NSF Award Search: Award # 1513629

Award Abstract # 1513629

III: AF: Medium: Collaborative Research: Scalable and Highly Accurate Methods for Metagenomics

NSF Org:	IIS Division of Information & Intelligent Systems
Recipient:	UNIVERSITY OF ILLINOIS
Initial Amendment Date:	August 12, 2015
Latest Amendment Date:	August 27, 2019
Award Number:	1513629
Award Instrument:	Continuing Grant
Program Manager:	Sylvia Spengler sspengle@nsf.gov (703)292-7347 IIS Division of Information & Intelligent Systems CSE Directorate for Computer and Information Science and Engineering
Start Date:	September 1, 2015
End Date:	August 31, 2020 (Estimated)
Total Intended Award Amount:	$626,711.00
Total Awarded Amount to Date:	$626,711.00
Funds Obligated to Date:	FY 2015 = $108,674.00 FY 2016 = $518,037.00
History of Investigator:	Tandy Warnow (Principal Investigator) warnow@illinois.edu William Gropp (Co-Principal Investigator)
Recipient Sponsored Research Office:	University of Illinois at Urbana-Champaign 506 S WRIGHT ST URBANA IL US 61801-3620 (217)333-2187
Sponsor Congressional District:	13
Primary Place of Performance:	University of Illinois at Urbana-Champaign IL US 61820-7473
Primary Place of Performance Congressional District:	13
Unique Entity Identifier (UEI):	Y8CWNJRCNN91
Parent UEI:	V2PHZ2CSCH63
NSF Program(s):	Info Integration & Informatics
Primary Program Source:	01001516DB NSF RESEARCH & RELATED ACTIVIT 01001617DB NSF RESEARCH & RELATED ACTIVIT
Program Reference Code(s):	7364, 7924, 9102
Program Element Code(s):	736400
Award Agency Code:	4900
Fund Agency Code:	4900
Assistance Listing Number(s):	47.070

ABSTRACT

Metagenomic studies of microbial communities can generate millions to billions of sequencing reads. The assignment of accurate taxonomic labels to these sequences is a critical component in many analyses, but is complicated by the fact that the majority of the organisms found in environmental or host-associated communities cannot be easily cultured in a laboratory. Even among the organisms that can be cultured, relatively few have been sequenced, even partially. Thus, many commonly encountered organisms are largely absent from existing databases of known genomes and genes. Providing taxonomic labels to metagenomic sequences, thus, requires extrapolating the knowledge contained in sequence databases to previously unseen DNA strings. Simple similarity-based approaches (e.g., picking the best database hit as the best guess at the taxonomic label) have been shown to be insufficiently accurate, leading to the development of more sophisticated methods. Further developments are necessary to handle the characteristics of emerging sequencing technologies, such as high error rates with large numbers of insertions and deletions. To date, metagenomic taxon identification methods have been evaluated with respect to their ability to estimate the distribution of bacterial taxa (species, genera, families, etc.) within a metagenomic sample.

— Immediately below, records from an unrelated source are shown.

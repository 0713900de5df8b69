use crate::status_effect::StatusEffect;
use bossfall_types::{MobId, ParticipantId};

/// A connected player as the world reports it
#[derive(Debug, Clone, PartialEq, Eq)]
pub struct Participant {
    pub id: ParticipantId,
    pub name: String,
}

impl Participant {
    pub fn new(id: ParticipantId, name: impl Into<String>) -> Self {
        Self {
            id,
            name: name.into(),
        }
    }
}

/// The ultimate source or target of an action
#[derive(Debug, Clone, PartialEq)]
pub enum Actor {
    Player(Participant),
    Mob(MobId),
    /// Anything else (environment, untracked entities)
    Other,
}

impl Actor {
    pub fn as_player(&self) -> Option<&Participant> {
        match self {
            Actor::Player(p) => Some(p),
            _ => None,
        }
    }

    pub fn as_mob(&self) -> Option<MobId> {
        match self {
            Actor::Mob(id) => Some(*id),
            _ => None,
        }
    }
}

/// The entity that directly dealt damage.
///
/// Indirect damagers carry the actor responsible for them. Attribution
/// unwraps exactly one level.
#[derive(Debug, Clone, PartialEq)]
pub enum Damager {
    Direct(Actor),
    Projectile { shooter: Actor },
    TamedCreature { owner: Actor },
    Explosive { igniter: Actor },
    AreaCloud { source: Actor },
}

impl Damager {
    /// The actor credited with this damage
    pub fn responsible(&self) -> &Actor {
        match self {
            Damager::Direct(actor)
            | Damager::Projectile { shooter: actor }
            | Damager::TamedCreature { owner: actor }
            | Damager::Explosive { igniter: actor }
            | Damager::AreaCloud { source: actor } => actor,
        }
    }

    pub fn responsible_player(&self) -> Option<&Participant> {
        self.responsible().as_player()
    }

    pub fn responsible_mob(&self) -> Option<MobId> {
        self.responsible().as_mob()
    }
}

/// What happened to a status effect on its target
#[derive(Debug, Clone, Copy, PartialEq, Eq)]
pub enum EffectAction {
    Added,
    Changed,
    Removed,
    Cleared,
}

#[derive(Debug, Clone, Copy, PartialEq, Eq)]
pub enum AreaEffectKind {
    /// Thrown potion bursting on impact
    Splash,
    /// Lingering cloud applying effects over time
    Cloud,
}

/// Combat and session events fed to the engine.
///
/// `tick` is the host's game-tick counter (20 per second), used only for
/// short attribution windows.
#[derive(Debug, Clone, PartialEq)]
pub enum WorldEvent {
    DamageDealt {
        attacker: Damager,
        victim: Actor,
        /// Final damage after the host's mitigation
        amount: f64,
    },
    EffectApplied {
        target: Actor,
        effect: StatusEffect,
        amplifier: u32,
        duration_ticks: u32,
        action: EffectAction,
        tick: u64,
    },
    AreaEffectApplied {
        kind: AreaEffectKind,
        source: Actor,
        affected: Vec<Actor>,
        tick: u64,
    },
    MobDied {
        mob: MobId,
        killer: Option<Participant>,
    },
    ParticipantJoined {
        participant: Participant,
    },
}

Yet, different scientific and clinical settings may require specific types of analyses, and this one type of evaluation may not be the most appropriate for all settings. For example, in a clinical setting the most important question may be to detect whether a specific pathogen is present, while in a scientific setting the most interesting question may be to be able to determine if an observed read comes from a never-been-seen-before species. New evaluation strategies must be developed that specifically target the specific needs of the application domain. All the methods developed in the project will be made into open-source software that is freely available to the scientific public. Researchers will provide training activities each year with funds available to students and postdocs from around the country, and an outreach program to minority serving institutions and women?s colleges. A summer REU program will also be provided at the University of Maryland, College Park.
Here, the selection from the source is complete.